-- Problem details --
Each of the records below must be reproduced verbatim.

▬▬▬▬▬▬

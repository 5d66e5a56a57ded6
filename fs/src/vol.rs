// Copyright 2024 Kevin Ludwig
//
// Licensed under the Apache License, Version 2.0 (the "License");
// you may not use this file except in compliance with the License.
// You may obtain a copy of the License at
//
//     http://www.apache.org/licenses/LICENSE-2.0
//
// Unless required by applicable law or agreed to in writing, software
// distributed under the License is distributed on an "AS IS" BASIS,
// WITHOUT WARRANTIES OR CONDITIONS OF ANY KIND, either express or implied.
// See the License for the specific language governing permissions and
// limitations under the License.

use std::sync::{Arc, Mutex};

use tapir_ds::Device;
use tapir_err::Result;

use crate::{
    buf::BufPool,
    clock::DateTime,
    dir::DirNode,
    entry::{EntryInfo, EntryKind, TimeKind, TypeMask},
    file::{FileNode, ModeFlags},
    path::VPath,
};

#[derive(Debug, Clone, Copy, PartialEq, Eq)]
pub enum FsType {
    Fat12,
    Fat16,
    Fat32,
}

impl std::fmt::Display for FsType {
    fn fmt(&self, f: &mut std::fmt::Formatter<'_>) -> std::fmt::Result {
        f.write_str(match self {
            FsType::Fat12 => "FAT12",
            FsType::Fat16 => "FAT16",
            FsType::Fat32 => "FAT32",
        })
    }
}

#[derive(Debug, Clone, Copy, PartialEq, Eq)]
pub enum AccessMode {
    ReadOnly,
    ReadWrite,
}

/// Sector accounting reported by `vol_query`.
#[derive(Debug, Clone, Copy, PartialEq, Eq)]
pub struct VolumeUsage {
    pub total_sectors: u64,
    pub free_sectors: u64,
    pub used_sectors: u64,
    pub bad_sectors: u64,
    pub cluster_sectors: u32,
}

/// Parameters for `fmt`. `None` fields are derived from the medium size.
#[derive(Debug, Clone, Default)]
pub struct FormatParams {
    pub fs_type: Option<FsType>,
    pub sec_per_clus: Option<u8>,
    pub num_fats: Option<u8>,
    pub root_entries: Option<u16>,
    pub label: Option<String>,
}

/// Everything a file system implementation needs to mount over a sector
/// span of a device.
pub struct MountCtx {
    pub vol_id: u64,
    pub dev: Arc<Device>,
    pub pool: Arc<BufPool>,
    /// First sector of the volume on the device.
    pub base: u64,
    /// Sector count of the volume.
    pub sectors: u64,
    pub read_only: bool,
    pub journaled: bool,
    /// Mount timestamp, for journal-file creation and replay bookkeeping.
    pub now: DateTime,
}

/// A mounted file system instance. One exists per mounted volume, guarded by
/// the per-volume lock; every method runs with that lock held, which makes
/// metadata operations on a volume linearizable.
pub trait SysVolume: Send {
    fn fs_type(&self) -> FsType;
    fn query(&mut self) -> Result<VolumeUsage>;
    fn label(&mut self) -> Result<String>;
    fn label_set(&mut self, label: &str, now: DateTime) -> Result<()>;
    /// Flushes all pending table, directory and data state to the device.
    fn sync(&mut self) -> Result<()>;
    /// Whether the volume rejects writes (mounted read-only, write-protected
    /// media, or forced read-only after structural corruption).
    fn read_only(&self) -> bool;

    fn journal_start(&mut self, now: DateTime) -> Result<()>;
    fn journal_stop(&mut self) -> Result<()>;

    fn entry_query(&mut self, path: &VPath) -> Result<EntryInfo>;
    fn entry_create(
        &mut self,
        path: &VPath,
        kind: EntryKind,
        exclusive: bool,
        now: DateTime,
    ) -> Result<()>;
    fn entry_delete(&mut self, path: &VPath, mask: TypeMask) -> Result<()>;
    fn entry_rename(
        &mut self,
        old: &VPath,
        new: &VPath,
        exclusive: bool,
        now: DateTime,
    ) -> Result<()>;
    fn entry_attrib_set(&mut self, path: &VPath, attrib: u8) -> Result<()>;
    fn entry_time_set(&mut self, path: &VPath, time: DateTime, which: TimeKind) -> Result<()>;

    fn file_open(&mut self, path: &VPath, flags: ModeFlags, now: DateTime) -> Result<FileNode>;
    fn file_read(&mut self, node: &mut FileNode, buf: &mut [u8]) -> Result<usize>;
    fn file_write(&mut self, node: &mut FileNode, buf: &[u8], now: DateTime) -> Result<usize>;
    fn file_truncate(&mut self, node: &mut FileNode, new_size: u32, now: DateTime) -> Result<()>;
    /// Rewrites the directory entry if the handle's metadata is dirty and
    /// flushes the file's sectors.
    fn file_sync(&mut self, node: &mut FileNode) -> Result<()>;
    fn file_close(&mut self, node: &mut FileNode) -> Result<()>;

    fn dir_open(&mut self, path: &VPath) -> Result<DirNode>;
    fn dir_read(&mut self, node: &mut DirNode) -> Result<Option<EntryInfo>>;
}

/// A mountable file system type. Implementations probe the on-disk format
/// and produce a `SysVolume` on success.
pub trait FsDriver: Send + Sync {
    fn name(&self) -> &'static str;
    fn mount(&self, ctx: MountCtx) -> Result<Box<dyn SysVolume>>;
    fn format(
        &self,
        dev: &Arc<Device>,
        base: u64,
        sectors: u64,
        params: &FormatParams,
    ) -> Result<()>;
}

/// A mounted volume as tracked by the registry.
pub(crate) struct VolumeSlot {
    pub vol_id: u64,
    pub dev: Arc<Device>,
    pub mode: AccessMode,
    /// Device media sequence at mount time; a mismatch means the media
    /// changed under the volume.
    pub media_seq: u64,
    pub sys: Mutex<Box<dyn SysVolume>>,
}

▬▬▬▬▬▬

-- Result below --
repository 5d66e5a56a57ded6
filename fs/src/vol.rs
// Copyright 2024 Kevin Ludwig
//
// Licensed under the Apache License, Version 2.0 (the "License");
// you may not use this file except in compliance with the License.
// You may obtain a copy of the License at
//
//     http://www.apache.org/licenses/LICENSE-2.0
//
// Unless required by applicable law or agreed to in writing, software
// distributed under the License is distributed on an "AS IS" BASIS,
// WITHOUT WARRANTIES OR CONDITIONS OF ANY KIND, either express or implied.
// See the License for the specific language governing permissions and
// limitations under the License.

use std::sync::{Arc, Mutex};

use tapir_ds::Device;
use tapir_err::Result;

use crate::{
    buf::BufPool,
    clock::DateTime,
    dir::DirNode,
    entry::{EntryInfo, EntryKind, TimeKind, TypeMask},
    file::{FileNode, ModeFlags},
    path::VPath,
};

#[derive(Debug, Clone, Copy, PartialEq, Eq)]
pub enum FsType {
    Fat12,
    Fat16,
    Fat32,
}

impl std::fmt::Display for FsType {
    fn fmt(&self, f: &mut std::fmt::Formatter<'_>) -> std::fmt::Result {
        f.write_str(match self {
            FsType::Fat12 => "FAT12",
            FsType::Fat16 => "FAT16",
            FsType::Fat32 => "FAT32",
        })
    }
}

#[derive(Debug, Clone, Copy, PartialEq, Eq)]
pub enum AccessMode {
    ReadOnly,
    ReadWrite,
}

/// Sector accounting reported by `vol_query`.
#[derive(Debug, Clone, Copy, PartialEq, Eq)]
pub struct VolumeUsage {
    pub total_sectors: u64,
    pub free_sectors: u64,
    pub used_sectors: u64,
    pub bad_sectors: u64,
    pub cluster_sectors: u32,
}

/// Parameters for `fmt`. `None` fields are derived from the medium size.
#[derive(Debug, Clone, Default)]
pub struct FormatParams {
    pub fs_type: Option<FsType>,
    pub sec_per_clus: Option<u8>,
    pub num_fats: Option<u8>,
    pub root_entries: Option<u16>,
    pub label: Option<String>,
}

/// Everything a file system implementation needs to mount over a sector
/// span of a device.
pub struct MountCtx {
    pub vol_id: u64,
    pub dev: Arc<Device>,
    pub pool: Arc<BufPool>,
    /// First sector of the volume on the device.
    pub base: u64,
    /// Sector count of the volume.
    pub sectors: u64,
    pub read_only: bool,
    pub journaled: bool,
    /// Mount timestamp, for journal-file creation and replay bookkeeping.
    pub now: DateTime,
}

/// A mounted file system instance. One exists per mounted volume, guarded by
/// the per-volume lock; every method runs with that lock held, which makes
/// metadata operations on a volume linearizable.
pub trait SysVolume: Send {
    fn fs_type(&self) -> FsType;
    fn query(&mut self) -> Result<VolumeUsage>;
    fn label(&mut self) -> Result<String>;
    fn label_set(&mut self, label: &str, now: DateTime) -> Result<()>;
    /// Flushes all pending table, directory and data state to the device.
    fn sync(&mut self) -> Result<()>;
    /// Whether the volume rejects writes (mounted read-only, write-protected
    /// media, or forced read-only after structural corruption).
    fn read_only(&self) -> bool;

    fn journal_start(&mut self, now: DateTime) -> Result<()>;
    fn journal_stop(&mut self) -> Result<()>;

    fn entry_query(&mut self, path: &VPath) -> Result<EntryInfo>;
    fn entry_create(
        &mut self,
        path: &VPath,
        kind: EntryKind,
        exclusive: bool,
        now: DateTime,
    ) -> Result<()>;
    fn entry_delete(&mut self, path: &VPath, mask: TypeMask) -> Result<()>;
    fn entry_rename(
        &mut self,
        old: &VPath,
        new: &VPath,
        exclusive: bool,
        now: DateTime,
    ) -> Result<()>;
    fn entry_attrib_set(&mut self, path: &VPath, attrib: u8) -> Result<()>;
    fn entry_time_set(&mut self, path: &VPath, time: DateTime, which: TimeKind) -> Result<()>;

    fn file_open(&mut self, path: &VPath, flags: ModeFlags, now: DateTime) -> Result<FileNode>;
    fn file_read(&mut self, node: &mut FileNode, buf: &mut [u8]) -> Result<usize>;
    fn file_write(&mut self, node: &mut FileNode, buf: &[u8], now: DateTime) -> Result<usize>;
    fn file_truncate(&mut self, node: &mut FileNode, new_size: u32, now: DateTime) -> Result<()>;
    /// Rewrites the directory entry if the handle's metadata is dirty and
    /// flushes the file's sectors.
    fn file_sync(&mut self, node: &mut FileNode) -> Result<()>;
    fn file_close(&mut self, node: &mut FileNode) -> Result<()>;

    fn dir_open(&mut self, path: &VPath) -> Result<DirNode>;
    fn dir_read(&mut self, node: &mut DirNode) -> Result<Option<EntryInfo>>;
}

/// A mountable file system type. Implementations probe the on-disk format
/// and produce a `SysVolume` on success.
pub trait FsDriver: Send + Sync {
    fn name(&self) -> &'static str;
    fn mount(&self, ctx: MountCtx) -> Result<Box<dyn SysVolume>>;
    fn format(
        &self,
        dev: &Arc<Device>,
        base: u64,
        sectors: u64,
        params: &FormatParams,
    ) -> Result<()>;
}

/// A mounted volume as tracked by the registry.
pub(crate) struct VolumeSlot {
    pub vol_id: u64,
    pub dev: Arc<Device>,
    pub mode: AccessMode,
    /// Device media sequence at mount time; a mismatch means the media
    /// changed under the volume.
    pub media_seq: u64,
    pub sys: Mutex<Box<dyn SysVolume>>,
}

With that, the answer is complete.